Top of Exercise data
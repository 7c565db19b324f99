//! Event sinks

use thiserror::Error;
use tracing::warn;

use crate::Event;

/// Sink type identifier for the logging sink.
pub const LOGGING_SINK_TYPE: &str = "stdout";

#[derive(Error, Debug)]
pub enum SinkError {
    #[error("failed to deliver event: {0}")]
    Delivery(String),
}

/// Receives events that passed the handler's filter.
pub trait Sink: Send + Sync {
    fn add_event(&self, event: &dyn Event) -> Result<(), SinkError>;
}

/// Sink that records events as WARN-level log lines with `component`
/// and `event_type` fields.
#[derive(Debug, Default)]
pub struct LoggingSink;

impl LoggingSink {
    pub fn new() -> Self {
        Self
    }
}

impl Sink for LoggingSink {
    fn add_event(&self, event: &dyn Event) -> Result<(), SinkError> {
        warn!(
            event_type = event.event_type(),
            component = event.component(),
            "{}",
            event.message()
        );
        Ok(())
    }
}

#[cfg(test)]
mod tests {
    use super::*;
    use crate::LossyFeedEvent;

    #[test]
    fn logging_sink_never_fails() {
        let sink = LoggingSink::new();
        let event = LossyFeedEvent {
            feed: "crates".to_string(),
        };
        assert!(sink.add_event(&event).is_ok());
    }
}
Bottom of Exercise data
Task item:
In the material above, how many lines include the string "impl"? Please reply with the number only.

Output:
2